I notice that you give some formats which include characters not allowed in file names. For this reason I have separated the delimiter options and created an exception so the code can be modified fairly easily. I have not compaired your original results with mine. I rewrote the whole thing and it's a bit rough and ready in places. I think it's closer to what you want, but you will have to test it more thoroughly. The code may form the basis of a better version later. I guess the regular expressions could possibly be improved. It seems to be working as it stands.
 

#include <Array.au3>
#include <Date.au3>
#include <DTC.au3>

Local $aTest = dates_array()

; This code formats the results from _ExtractDate():
Local $sExtracted, $aException
For $i = 0 To UBound($aTest) -1
    $sExtracted = _ExtractDate($aTest[$i][0])
    If Not @error Then
        $sExtracted = StringRegExpReplace(StringReplace($sExtracted, ' ', '_'), '[/\:]', '')
        $sExtracted = _Date_Time_Convert($sExtracted, "yyyyMMdd_HHmmss", "MM/dd/yyyy hh:mm TT")

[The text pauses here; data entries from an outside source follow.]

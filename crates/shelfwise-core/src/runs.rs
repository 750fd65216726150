//! Run lifecycle state machine and an in-process run store.
//!
//! Transitions are conditional on the current status:
//!
//! * `queued -> running` only while the run is still `queued`.
//! * `queued | running -> success | failed` only while the run is not yet
//!   terminal, so at most one finalize call ever applies.
//! * the cancel flag can be merged into a run in any status.
//!
//! The Postgres store in `shelfwise-db` enforces the same guards with a single
//! conditional `UPDATE`; [`MemoryRunStore`] serializes them behind a mutex.

use std::collections::HashMap;
use std::sync::{Mutex, MutexGuard, PoisonError};

use chrono::{DateTime, Utc};
use serde::{Deserialize, Serialize};
use serde_json::{Map, Value};
use uuid::Uuid;

/// Key merged into a run's error blob when cancellation is requested.
pub const CANCEL_REQUESTED_KEY: &str = "cancelRequested";

#[derive(Debug, Clone, Copy, PartialEq, Eq, Hash, Serialize, Deserialize)]
#[serde(rename_all = "UPPERCASE")]
pub enum RunStatus {
    Queued,
    Running,
    Success,
    Failed,
}

impl RunStatus {
    /// Statuses a run may be finalized from.
    pub const FINALIZABLE: [RunStatus; 2] = [RunStatus::Queued, RunStatus::Running];

    /// Storage representation.
    #[must_use]
    pub fn as_str(self) -> &'static str {
        match self {
            Self::Queued => "queued",
            Self::Running => "running",
            Self::Success => "success",
            Self::Failed => "failed",
        }
    }

    /// Parse the storage representation; case-insensitive.
    #[must_use]
    pub fn parse(raw: &str) -> Option<Self> {
        match raw.trim().to_lowercase().as_str() {
            "queued" => Some(Self::Queued),
            "running" => Some(Self::Running),
            "success" => Some(Self::Success),
            "failed" => Some(Self::Failed),
            _ => None,
        }
    }

    #[must_use]
    pub fn is_terminal(self) -> bool {
        matches!(self, Self::Success | Self::Failed)
    }

    #[must_use]
    pub fn can_mark_running(self) -> bool {
        self == Self::Queued
    }

    #[must_use]
    pub fn can_finalize(self) -> bool {
        Self::FINALIZABLE.contains(&self)
    }
}

impl std::fmt::Display for RunStatus {
    fn fmt(&self, f: &mut std::fmt::Formatter<'_>) -> std::fmt::Result {
        f.write_str(self.as_str())
    }
}

/// A tracked long-running job.
#[derive(Debug, Clone, PartialEq, Serialize, Deserialize)]
#[serde(rename_all = "camelCase")]
pub struct RunRecord {
    pub id: i64,
    pub public_id: Uuid,
    pub kind: String,
    pub status: RunStatus,
    pub timings_ms: Option<Value>,
    pub result_json: Option<Value>,
    pub error_json: Option<Value>,
    pub created_at: DateTime<Utc>,
    pub started_at: Option<DateTime<Utc>>,
    pub finished_at: Option<DateTime<Utc>>,
}

impl RunRecord {
    #[must_use]
    pub fn cancel_requested(&self) -> bool {
        self.error_json
            .as_ref()
            .and_then(|v| v.get(CANCEL_REQUESTED_KEY))
            .and_then(Value::as_bool)
            .unwrap_or(false)
    }
}

/// Merge `{"cancelRequested": true}` into an existing error/meta blob.
///
/// Objects keep their other keys. A non-object blob is preserved under
/// `detail`.
#[must_use]
pub fn merge_cancel_flag(existing: Option<Value>) -> Value {
    let mut map = match existing {
        None | Some(Value::Null) => Map::new(),
        Some(Value::Object(map)) => map,
        Some(other) => {
            let mut map = Map::new();
            map.insert("detail".to_string(), other);
            map
        }
    };
    map.insert(CANCEL_REQUESTED_KEY.to_string(), Value::Bool(true));
    Value::Object(map)
}

/// Combine a failure payload with whatever is already in the error blob.
///
/// When both are objects the payload's keys win; otherwise the payload
/// replaces the blob.
#[must_use]
pub fn merge_failure_payload(existing: Option<Value>, payload: Value) -> Value {
    match (existing, payload) {
        (Some(Value::Object(mut base)), Value::Object(update)) => {
            base.extend(update);
            Value::Object(base)
        }
        (_, payload) => payload,
    }
}

#[derive(Debug, Default)]
struct MemoryRuns {
    next_id: i64,
    runs: HashMap<i64, RunRecord>,
}

/// Run store backed by process memory.
///
/// Every transition takes the same mutex, so the check and the write happen
/// as one step.
#[derive(Debug, Default)]
pub struct MemoryRunStore {
    inner: Mutex<MemoryRuns>,
}

impl MemoryRunStore {
    #[must_use]
    pub fn new() -> Self {
        Self::default()
    }

    fn lock(&self) -> MutexGuard<'_, MemoryRuns> {
        self.inner.lock().unwrap_or_else(PoisonError::into_inner)
    }

    fn insert(&self, kind: &str, status: RunStatus) -> RunRecord {
        let mut inner = self.lock();
        inner.next_id += 1;
        let now = Utc::now();
        let record = RunRecord {
            id: inner.next_id,
            public_id: Uuid::new_v4(),
            kind: kind.to_string(),
            status,
            timings_ms: None,
            result_json: None,
            error_json: None,
            created_at: now,
            started_at: (status == RunStatus::Running).then_some(now),
            finished_at: None,
        };
        inner.runs.insert(record.id, record.clone());
        record
    }

    /// Creates a run in `queued` status.
    pub fn create_queued(&self, kind: &str) -> RunRecord {
        self.insert(kind, RunStatus::Queued)
    }

    /// Creates a run that is already `running`.
    pub fn create_running(&self, kind: &str) -> RunRecord {
        self.insert(kind, RunStatus::Running)
    }

    #[must_use]
    pub fn get(&self, id: i64) -> Option<RunRecord> {
        self.lock().runs.get(&id).cloned()
    }

    /// Moves a `queued` run to `running`. Returns whether the transition applied.
    pub fn mark_running(&self, id: i64) -> bool {
        let mut inner = self.lock();
        match inner.runs.get_mut(&id) {
            Some(run) if run.status.can_mark_running() => {
                run.status = RunStatus::Running;
                run.started_at = Some(Utc::now());
                true
            }
            _ => false,
        }
    }

    /// Finalizes a non-terminal run as `success`. Returns whether it applied.
    pub fn finalize_success(&self, id: i64, result: Value, timings_ms: Option<Value>) -> bool {
        let mut inner = self.lock();
        match inner.runs.get_mut(&id) {
            Some(run) if run.status.can_finalize() => {
                run.status = RunStatus::Success;
                run.result_json = Some(result);
                run.timings_ms = timings_ms;
                run.finished_at = Some(Utc::now());
                true
            }
            _ => false,
        }
    }

    /// Finalizes a non-terminal run as `failed`. Returns whether it applied.
    pub fn finalize_failed(&self, id: i64, error: Value, timings_ms: Option<Value>) -> bool {
        let mut inner = self.lock();
        match inner.runs.get_mut(&id) {
            Some(run) if run.status.can_finalize() => {
                run.status = RunStatus::Failed;
                run.error_json = Some(merge_failure_payload(run.error_json.take(), error));
                run.timings_ms = timings_ms;
                run.finished_at = Some(Utc::now());
                true
            }
            _ => false,
        }
    }

    /// Sets the cancel flag regardless of status. Returns `false` only when
    /// the run does not exist.
    pub fn request_cancel(&self, id: i64) -> bool {
        let mut inner = self.lock();
        match inner.runs.get_mut(&id) {
            Some(run) => {
                run.error_json = Some(merge_cancel_flag(run.error_json.take()));
                true
            }
            None => false,
        }
    }

    #[must_use]
    pub fn is_cancel_requested(&self, id: i64) -> bool {
        self.lock()
            .runs
            .get(&id)
            .is_some_and(RunRecord::cancel_requested)
    }
}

        ; An exception is made for AM and PM
        $aException = StringRegExp($aTest[$i][0], '(?i)(?: )(\d{1,2})(?:\:)(\d{1,2})( [AP]M)',3)
        If IsArray($aException) Then $sExtracted = StringLeft($sExtracted, 10) & _
        ' ' & StringFormat('%02i:%02i', $aException[0], $aException[1]) & $aException[2]

        $aTest[$i][1] = $sExtracted
    Else
        $aTest[$i][2] = "ERROR"
    EndIf
Next
_ArrayDisplay($aTest)


; This function returns dates in the format yyyy/MM/DD HH:MM:SS
Func _ExtractDate($sString)
    Local $sDateDelim = '-/_', $sTimeDelim = '-._' ; Delimiter options - can be modified.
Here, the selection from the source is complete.